In high-performance computing, simulations are typically parallelised using either MPI or OpenMP. MPI is a message passing library with bindings for many languages, including C, C++, Fortran, Python, and C#. OpenMP is an API for shared-memory multiprocessing. In general, MPI is more difficult to code than OpenMP, and is much more invasive, but is also much more flexible. OpenMP requires a memory area shared between processors, so is not suited to many architectures. Hybrid schemes are also possible.
This type of programming has its own special challenges. As well as race conditions, deadlocks, livelocks, and all the other joys of concurrent programming, you need to consider the topology of your processor grid - how you choose to split your logical grid across your physical processors.

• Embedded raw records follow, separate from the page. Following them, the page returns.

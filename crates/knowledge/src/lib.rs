//! Questionnaire autofill engine.
//!
//! Answers questionnaire rows from a corpus of previously answered
//! questionnaires: a TF-IDF index finds lexical candidates, a concept matcher
//! re-ranks them with domain keywords, a synthesizer produces a grounded
//! answer (generated or verbatim), and a rule cascade scores confidence.

pub mod base;
pub mod config;
pub mod engine;
pub mod index;
pub mod loader;
pub mod matcher;
pub mod output;
pub mod progress;
pub mod questionnaire;
pub mod scoring;
pub mod service;
pub mod stream;
pub mod synthesis;
pub mod text;
pub mod types;

#[cfg(test)]
mod tests;

// Re-export commonly used types
pub use base::KnowledgeBase;
pub use config::{EngineConfig, KnowledgeManifest, Vocabulary};
pub use engine::{FillEngine, Pipeline};
pub use index::KnowledgeIndex;
pub use progress::{ProgressCallback, ProgressEvent, ProgressReporter, ProgressState};
pub use service::{provider_from_config, AutofillService};
pub use stream::{forward, parse_stream, stream_fill, StreamFrame, CSV_DELIMITER};
pub use synthesis::SynthesisProvider;
pub use types::{
    ConfidenceLevel, FillRecord, FillResult, HealthStatus, KnowledgeEntry, KnowledgeStats,
    QuestionRow, Summary,
};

This is important because your parallel speedup is a function of the amount of communication between your processors, which itself is a function of the total edge length of your decomposed grid. As you add more processors, this surface area increases, increasing the amount of communication overhead. Increasing the granularity will eventually become prohibitive.

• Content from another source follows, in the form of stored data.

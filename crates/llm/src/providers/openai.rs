//! OpenAI-compatible chat completions provider.

use crate::client::{LlmClient, LlmRequest, LlmResponse, LlmUsage};
use autofill_core::{AppError, AppResult};
use serde::{Deserialize, Serialize};
use std::time::Duration;

/// Default OpenAI API base URL.
pub const DEFAULT_BASE_URL: &str = "https://api.openai.com/v1";

#[derive(Debug, Serialize)]
struct ChatRequest {
    model: String,
    messages: Vec<ChatMessage>,
    #[serde(skip_serializing_if = "Option::is_none")]
    temperature: Option<f32>,
    #[serde(skip_serializing_if = "Option::is_none")]
    max_tokens: Option<u32>,
    #[serde(skip_serializing_if = "Option::is_none")]
    response_format: Option<ResponseFormat>,
}

#[derive(Debug, Serialize, Deserialize)]
struct ChatMessage {
    role: String,
    content: String,
}

#[derive(Debug, Serialize)]
struct ResponseFormat {
    #[serde(rename = "type")]
    kind: &'static str,
}

#[derive(Debug, Deserialize)]
struct ChatResponse {
    model: String,
    choices: Vec<ChatChoice>,
    #[serde(default)]
    usage: Option<ChatUsage>,
}

#[derive(Debug, Deserialize)]
struct ChatChoice {
    message: ChatMessage,
}

#[derive(Debug, Deserialize)]
struct ChatUsage {
    #[serde(default)]
    prompt_tokens: u32,
    #[serde(default)]
    completion_tokens: u32,
}

/// Client for OpenAI-compatible `/chat/completions` endpoints.
pub struct OpenAiClient {
    base_url: String,
    api_key: String,
    client: reqwest::Client,
}

impl OpenAiClient {
    /// Create a client for the given base URL and API key.
    pub fn new(base_url: impl Into<String>, api_key: impl Into<String>) -> Self {
        Self {
            base_url: base_url.into().trim_end_matches('/').to_string(),
            api_key: api_key.into(),
            client: reqwest::Client::new(),
        }
    }

    /// Rebuild the HTTP client with a request timeout.
    pub fn with_timeout(mut self, timeout: Duration) -> AppResult<Self> {
        self.client = reqwest::Client::builder()
            .timeout(timeout)
            .build()
            .map_err(|e| AppError::Llm(format!("Failed to build HTTP client: {}", e)))?;
        Ok(self)
    }

    fn to_chat_request(&self, request: &LlmRequest) -> ChatRequest {
        let mut messages = Vec::with_capacity(2);
        if let Some(system) = &request.system {
            messages.push(ChatMessage {
                role: "system".to_string(),
                content: system.clone(),
            });
        }
        messages.push(ChatMessage {
            role: "user".to_string(),
            content: request.prompt.clone(),
        });

        ChatRequest {
            model: request.model.clone(),
            messages,
            temperature: request.temperature,
            max_tokens: request.max_tokens,
            response_format: request.json_output.then_some(ResponseFormat {
                kind: "json_object",
            }),
        }
    }

    fn convert_response(&self, response: ChatResponse) -> AppResult<LlmResponse> {
        let content = response
            .choices
            .into_iter()
            .next()
            .map(|choice| choice.message.content)
            .ok_or_else(|| AppError::Llm("OpenAI response contained no choices".to_string()))?;

        let usage = response
            .usage
            .map(|u| LlmUsage::new(u.prompt_tokens, u.completion_tokens))
            .unwrap_or_default();

        Ok(LlmResponse {
            content,
            model: response.model,
            usage,
        })
    }
}

#[async_trait::async_trait]
impl LlmClient for OpenAiClient {
    fn provider_name(&self) -> &str {
        "openai"
    }

    async fn complete(&self, request: &LlmRequest) -> AppResult<LlmResponse> {
        tracing::debug!(model = %request.model, "Sending chat completion request");

        let url = format!("{}/chat/completions", self.base_url);

        let response = self
            .client
            .post(&url)
            .bearer_auth(&self.api_key)
            .json(&self.to_chat_request(request))
            .send()
            .await
            .map_err(|e| AppError::Llm(format!("Failed to send request to OpenAI: {}", e)))?;

        if !response.status().is_success() {
            let status = response.status();
            let error_text = response
                .text()
                .await
                .unwrap_or_else(|_| "Unknown error".to_string());
            return Err(AppError::Llm(format!(
                "OpenAI API error ({}): {}",
                status, error_text
            )));
        }

        let chat_response: ChatResponse = response
            .json()
            .await
            .map_err(|e| AppError::Llm(format!("Failed to parse OpenAI response: {}", e)))?;

        self.convert_response(chat_response)
    }
}

#[cfg(test)]
mod tests {
    use super::*;

    #[test]
    fn test_chat_request_includes_system_and_json_format() {
        let client = OpenAiClient::new("https://example.test/v1/", "sk-test");
        assert_eq!(client.base_url, "https://example.test/v1");

        let request = LlmRequest::new("question", "gpt-4o-mini")
            .with_system("rules")
            .with_json_output();
        let chat = client.to_chat_request(&request);

        assert_eq!(chat.messages.len(), 2);
        assert_eq!(chat.messages[0].role, "system");
        assert_eq!(chat.messages[1].content, "question");
        assert_eq!(chat.response_format.map(|f| f.kind), Some("json_object"));
    }

    #[test]
    fn test_convert_response_without_choices_is_error() {
        let client = OpenAiClient::new(DEFAULT_BASE_URL, "sk-test");
        let raw = r#"{"model":"gpt-4o-mini","choices":[]}"#;
        let parsed: ChatResponse = serde_json::from_str(raw).unwrap();
        assert!(client.convert_response(parsed).is_err());
    }

    #[test]
    fn test_convert_response_with_usage() {
        let client = OpenAiClient::new(DEFAULT_BASE_URL, "sk-test");
        let raw = r#"{"model":"gpt-4o-mini","choices":[{"message":{"role":"assistant","content":"{}"}}],"usage":{"prompt_tokens":10,"completion_tokens":2}}"#;
        let parsed: ChatResponse = serde_json::from_str(raw).unwrap();
        let response = client.convert_response(parsed).unwrap();
        assert_eq!(response.content, "{}");
        assert_eq!(response.usage.total_tokens, 12);
    }
}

The other important consideration is the proportion of the code which can be parallelised. Amdahl's law then dictates the maximum theoretically attainable speedup. You should be able to estimate this before you start writing any code.
Both of these facts will conspire to limit the maximum number of processors you can run on. The sweet spot may be considerably lower than you think.

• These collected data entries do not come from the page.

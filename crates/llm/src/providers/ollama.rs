//! Ollama LLM provider implementation.
//!
//! Ollama API: https://github.com/ollama/ollama/blob/main/docs/api.md

use crate::client::{LlmClient, LlmRequest, LlmResponse, LlmUsage};
use autofill_core::{AppError, AppResult};
use serde::{Deserialize, Serialize};
use std::time::Duration;

/// Default local Ollama endpoint.
pub const DEFAULT_BASE_URL: &str = "http://localhost:11434";

/// Ollama `/api/generate` request format.
#[derive(Debug, Serialize)]
struct OllamaRequest {
    model: String,
    prompt: String,
    #[serde(skip_serializing_if = "Option::is_none")]
    system: Option<String>,
    #[serde(skip_serializing_if = "Option::is_none")]
    format: Option<&'static str>,
    options: OllamaOptions,
    stream: bool,
}

#[derive(Debug, Serialize)]
struct OllamaOptions {
    #[serde(skip_serializing_if = "Option::is_none")]
    temperature: Option<f32>,
    #[serde(skip_serializing_if = "Option::is_none")]
    num_predict: Option<u32>,
}

/// Ollama `/api/generate` response format.
#[derive(Debug, Deserialize)]
struct OllamaResponse {
    model: String,
    response: String,
    #[serde(default)]
    prompt_eval_count: Option<u32>,
    #[serde(default)]
    eval_count: Option<u32>,
}

/// Ollama LLM client.
pub struct OllamaClient {
    /// Base URL for Ollama API
    base_url: String,

    /// HTTP client
    client: reqwest::Client,
}

impl OllamaClient {
    /// Create a new Ollama client against the default local endpoint.
    pub fn new() -> Self {
        Self::with_base_url(DEFAULT_BASE_URL)
    }

    /// Create a new Ollama client with a custom base URL.
    pub fn with_base_url(base_url: impl Into<String>) -> Self {
        Self {
            base_url: base_url.into().trim_end_matches('/').to_string(),
            client: reqwest::Client::new(),
        }
    }

    /// Rebuild the HTTP client with a request timeout.
    pub fn with_timeout(mut self, timeout: Duration) -> AppResult<Self> {
        self.client = reqwest::Client::builder()
            .timeout(timeout)
            .build()
            .map_err(|e| AppError::Llm(format!("Failed to build HTTP client: {}", e)))?;
        Ok(self)
    }

    fn to_ollama_request(&self, request: &LlmRequest) -> OllamaRequest {
        OllamaRequest {
            model: request.model.clone(),
            prompt: request.prompt.clone(),
            system: request.system.clone(),
            format: request.json_output.then_some("json"),
            options: OllamaOptions {
                temperature: request.temperature,
                num_predict: request.max_tokens,
            },
            stream: false,
        }
    }

    fn convert_response(&self, response: OllamaResponse) -> LlmResponse {
        LlmResponse {
            content: response.response,
            model: response.model,
            usage: LlmUsage::new(
                response.prompt_eval_count.unwrap_or(0),
                response.eval_count.unwrap_or(0),
            ),
        }
    }
}

impl Default for OllamaClient {
    fn default() -> Self {
        Self::new()
    }
}

#[async_trait::async_trait]
impl LlmClient for OllamaClient {
    fn provider_name(&self) -> &str {
        "ollama"
    }

    async fn complete(&self, request: &LlmRequest) -> AppResult<LlmResponse> {
        tracing::debug!(model = %request.model, "Sending completion request to Ollama");

        let url = format!("{}/api/generate", self.base_url);

        let response = self
            .client
            .post(&url)
            .json(&self.to_ollama_request(request))
            .send()
            .await
            .map_err(|e| AppError::Llm(format!("Failed to send request to Ollama: {}", e)))?;

        if !response.status().is_success() {
            let status = response.status();
            let error_text = response
                .text()
                .await
                .unwrap_or_else(|_| "Unknown error".to_string());
            return Err(AppError::Llm(format!(
                "Ollama API error ({}): {}",
                status, error_text
            )));
        }

        let ollama_response: OllamaResponse = response
            .json()
            .await
            .map_err(|e| AppError::Llm(format!("Failed to parse Ollama response: {}", e)))?;

        tracing::debug!(
            model = %ollama_response.model,
            eval_count = ?ollama_response.eval_count,
            "Received completion from Ollama"
        );

        Ok(self.convert_response(ollama_response))
    }
}

#[cfg(test)]
mod tests {
    use super::*;

    #[test]
    fn test_ollama_client_creation() {
        let client = OllamaClient::with_base_url("http://localhost:11434/");
        assert_eq!(client.provider_name(), "ollama");
        assert_eq!(client.base_url, "http://localhost:11434");
    }

    #[test]
    fn test_ollama_request_conversion() {
        let client = OllamaClient::new();
        let request = LlmRequest::new("Hello", "llama3.2")
            .with_temperature(0.0)
            .with_max_tokens(100)
            .with_json_output();

        let ollama_req = client.to_ollama_request(&request);
        assert_eq!(ollama_req.model, "llama3.2");
        assert_eq!(ollama_req.format, Some("json"));
        assert_eq!(ollama_req.options.temperature, Some(0.0));
        assert_eq!(ollama_req.options.num_predict, Some(100));
        assert!(!ollama_req.stream);
    }

    #[test]
    fn test_ollama_response_conversion() {
        let client = OllamaClient::new();
        let raw = r#"{"model":"llama3.2","response":"{\"answer\":\"x\"}","done":true,"prompt_eval_count":12,"eval_count":4}"#;
        let parsed: OllamaResponse = serde_json::from_str(raw).unwrap();
        let response = client.convert_response(parsed);

        assert_eq!(response.content, "{\"answer\":\"x\"}");
        assert_eq!(response.usage, LlmUsage::new(12, 4));
    }
}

I recommend the book High Performance Computing, if you can get hold of it. In particular, the chapter on performance benchmarking and tuning is priceless.
An excellent online overview of parallel computing, which covers the major issues, is this introduction from Lawerence Livermore National Laboratory.
Your biggest problem in a multithreaded project is that too much state is visible across threads - it is too easy to write code that reads / mutates data in an unsafe manner, especially in a multiprocessor environment where issues such as cache coherency, weakly consistent memory etc might come into play.
Debugging race conditions is distinctly unpleasant.
Approach your design as you would if, say, you were considering distributing your work across multiple machines on a network: that is, identify what tasks can happen in parallel, what the inputs to each task are, what the outputs of each task are, and what tasks must complete before a given task can begin. The point of the exercise is to ensure that each place where data becomes visible to another thread, and each place where a new thread is spawned, are carefully considered.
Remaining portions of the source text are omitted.